Myxofibrosarcoma is a soft tissue sarcoma with a mucoid nodular appearance that occurs most commonly in the extremities of elderly patients.1,11,16 Local recurrence rates range from 22% to 79%1,9,15,16 irrespective of grade, depth, and size.15 With local failure, 42% of patients may progress to higher grade disease.5,9,15 Distant disease is rarely seen in the low grade variant.9,15,16
Myxofibrosarcoma, historically, was classified as a myxoid variant of malignant fibrous histiocytoma.27 Due to myxofibrosarcoma's characteristic plexiform pattern of capillary-like vessels,1,12 histochemical staining patterns,1 its ultrastructural features that are similar to ordinary fibroblasts,11 and its clinicopathological features,16,17 it is now felt by many authors to be a clinically distinct entity.9,14,15,19,23
We asked whether modern imaging techniques with magnetic resonance imaging improved understanding of margin status and thus the local failure and survival rates of myxofibrosarcoma as compared to historically reported local failure and survival rates in the literature. We hypothesized a biopsy prior to referral would have a negative impact on local recurrence and survival. During MR analysis, two growth patterns were identified in our patient population; therefore we also questioned whether the diffuse growth pattern had a negative impact on local recurrence and disease free survival as compared to a centrifugal growth pattern. Finally, we asked whether radiation therapy reduces local recurrence.
MATERIALS AND METHODS
We retrospectively reviewed the records of patients treated between 1990 and 2004 who were entered prospectively into an orthopaedic database with a diagnosis of myxofibrosarcoma (Fig 1). The patient group formed a cohort that would be compared to historical reports in the literature for local recurrence and survival analysis.1,15,16 For analysis of MR growth patterns, prereferral biopsy, and the efficacy of radiation therapy, patients were divided into two cohorts for analysis of each question. Twenty-one patients were treated for upper extremity myxofibrosarcomas. There were 10 men and 11 women with a median age of 63 years (interquartile distance [IQD], 53-76 years). The median follow-up was 52 months (IQD, 29-73 months; range, 18-122 months in survivors). No patients were lost to followup. We obtained information from patient medical records, radiographic imaging, and pathologic reports. Extended follow-up consisted of annual physical examination and chest radiographs.

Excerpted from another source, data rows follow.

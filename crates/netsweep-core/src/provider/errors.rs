use crate::errors::NetsweepError;

/// Error reported by a provider call.
#[derive(Debug, Clone, PartialEq, Eq, thiserror::Error)]
pub enum ProviderError {
    #[error("Resource '{id}' not found")]
    NotFound { id: String },

    #[error("Dependency violation on '{id}': {message}")]
    DependencyViolation { id: String, message: String },

    #[error("Provider API error ({code}): {message}")]
    Api { code: String, message: String },
}

impl ProviderError {
    pub fn api(code: &str, message: impl Into<String>) -> Self {
        ProviderError::Api {
            code: code.to_string(),
            message: message.into(),
        }
    }
}

impl NetsweepError for ProviderError {
    fn error_code(&self) -> &'static str {
        match self {
            ProviderError::NotFound { .. } => "PROVIDER_NOT_FOUND",
            ProviderError::DependencyViolation { .. } => "PROVIDER_DEPENDENCY_VIOLATION",
            ProviderError::Api { .. } => "PROVIDER_API_ERROR",
        }
    }
}

#[derive(Debug, thiserror::Error)]
pub enum InventoryError {
    #[error("Failed to read inventory '{path}': {source}")]
    Io {
        path: String,
        #[source]
        source: std::io::Error,
    },

    #[error("Failed to parse inventory '{path}': {source}")]
    Parse {
        path: String,
        #[source]
        source: serde_json::Error,
    },
}

impl NetsweepError for InventoryError {
    fn error_code(&self) -> &'static str {
        match self {
            InventoryError::Io { .. } => "INVENTORY_IO_ERROR",
            InventoryError::Parse { .. } => "INVENTORY_PARSE_ERROR",
        }
    }

    fn is_user_error(&self) -> bool {
        true
    }
}

#[cfg(test)]
mod tests {
    use super::*;

    #[test]
    fn test_provider_error_display() {
        let error = ProviderError::DependencyViolation {
            id: "rtb-1".to_string(),
            message: "route table has dependencies".to_string(),
        };
        assert_eq!(
            error.to_string(),
            "Dependency violation on 'rtb-1': route table has dependencies"
        );
        assert_eq!(error.error_code(), "PROVIDER_DEPENDENCY_VIOLATION");
        assert!(!error.is_user_error());
    }

    #[test]
    fn test_api_error_helper() {
        let error = ProviderError::api("Throttling", "rate exceeded");
        assert_eq!(error.to_string(), "Provider API error (Throttling): rate exceeded");
    }
}
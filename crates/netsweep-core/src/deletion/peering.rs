//! VPC peering connection deletion.
//!
//! A connection references the VPC either as requester or as accepter, so
//! collection queries both roles and merges the results.

use std::collections::HashSet;

use tokio_util::sync::CancellationToken;
use tracing::{debug, error, info, warn};

use crate::deletion::types::{DeletionRecord, SkipReason};
use crate::deletion::{cancelled_guard, protected_guard};
use crate::provider::traits::NetworkProvider;
use crate::provider::types::{
    ACCEPTER_VPC_FILTER, DescribeQuery, Filter, REQUESTER_VPC_FILTER, RawResource,
};
use crate::resources::types::{Expirable, ResourceKind, ScopeId, VpcPeeringConnection};
use crate::sweep::errors::{MutationOp, SweepError};

const KIND: ResourceKind = ResourceKind::PeeringConnection;

/// Describe every peering connection touching `scope`, deduplicated by id.
///
/// A failed requester query fails the kind; a failed accepter query only
/// narrows the result to the requester side.
pub async fn describe_in_scope<P: NetworkProvider>(
    provider: &P,
    scope: &ScopeId,
) -> Result<Vec<RawResource>, SweepError> {
    let requester = DescribeQuery::Filter(Filter::new(REQUESTER_VPC_FILTER, scope.as_str()));
    let mut connections =
        provider
            .describe(KIND, &requester)
            .await
            .map_err(|source| SweepError::QueryFailed {
                kind: KIND,
                scope: scope.to_string(),
                source,
            })?;

    let accepter = DescribeQuery::Filter(Filter::new(ACCEPTER_VPC_FILTER, scope.as_str()));
    match provider.describe(KIND, &accepter).await {
        Ok(accepted) => connections.extend(accepted),
        Err(e) => warn!(
            event = "core.deletion.peering_accepter_query_failed",
            scope = %scope,
            error = %e
        ),
    }

    Ok(dedup_by_id(connections))
}

fn dedup_by_id(resources: Vec<RawResource>) -> Vec<RawResource> {
    let mut seen = HashSet::new();
    resources
        .into_iter()
        .filter(|r| seen.insert(r.id.clone()))
        .collect()
}

pub async fn delete_peering_connections<P: NetworkProvider>(
    provider: &P,
    connections: &[VpcPeeringConnection],
    cancel: &CancellationToken,
) -> Vec<DeletionRecord> {
    let mut records = Vec::with_capacity(connections.len());

    for connection in connections {
        let id = connection.identifier();

        if let Some(record) = cancelled_guard(KIND, connection, cancel) {
            records.push(record);
            continue;
        }
        if let Some(record) = protected_guard(KIND, connection) {
            records.push(record);
            continue;
        }
        if connection.status.is_terminal_or_in_transition() {
            debug!(
                event = "core.deletion.peering_skip_status",
                id = id,
                status = connection.status.as_str()
            );
            records.push(DeletionRecord::skipped(
                KIND,
                id,
                SkipReason::AlreadyGone {
                    status: connection.status.as_str().to_string(),
                },
            ));
            continue;
        }

        match provider.delete(KIND, id).await {
            Ok(()) => {
                info!(event = "core.deletion.peering_delete_completed", id = id);
                records.push(DeletionRecord::deleted(KIND, id));
            }
            Err(source) => {
                error!(
                    event = "core.deletion.peering_delete_failed",
                    id = id,
                    error = %source
                );
                records.push(DeletionRecord::failed(
                    KIND,
                    id,
                    SweepError::MutationFailed {
                        kind: KIND,
                        id: id.to_string(),
                        operation: MutationOp::Delete,
                        source,
                    },
                ));
            }
        }
    }

    records
}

All patients presented with localized disease. The anatomical locations are depicted in Table 1. Fourteen patients had an outside biopsy before referral, with 13 having been unplanned sarcoma excisions. According to the staging system of the American Joint Committee on Cancer 6th edition,7 six patients had Stage I, six had Stage II, and nine had Stage III disease. Fourteen patients had lesions deep to the fascia, and seven had lesions that were superficial. Histological grade was low in six and high in fifteen on a two tiered grading system.9 The median tumor size was 6 cm (IQD, 4-10 cm).
Magnetic resonance imaging (MRI) was performed on all patients before the definitive resection for preoperative planning. Three patients did not have a preoperative MRI performed by the referring physician prior to the outside procedure. At the time of retrospective review, only nineteen of the preoperative MRIs were available for review. Therefore, sixteen patients had a pre- manipulation MR for analysis of growth patterns. All patients had T1 and T2-weighted images on file, but only four patients had MR images with gadolinium enhancement; therefore, analysis of T1 and T2-weighted images were used for this study. T1-weighted images showed the extent of disease poorly. Magnetic resonance T2-weighted images were evaluated for a pattern of extensive spread along the fascial planes that extended more than the width of the tumor away from the primary site of disease (Fig 2). The growth pattern as depicted on the MRI was as a thin film along the surface of the fascia, as opposed to the typical centrifugal growth pattern4 of a sarcoma mass. Ten of the 21 patients showed the pattern of extensive spread on preprocedural MR images.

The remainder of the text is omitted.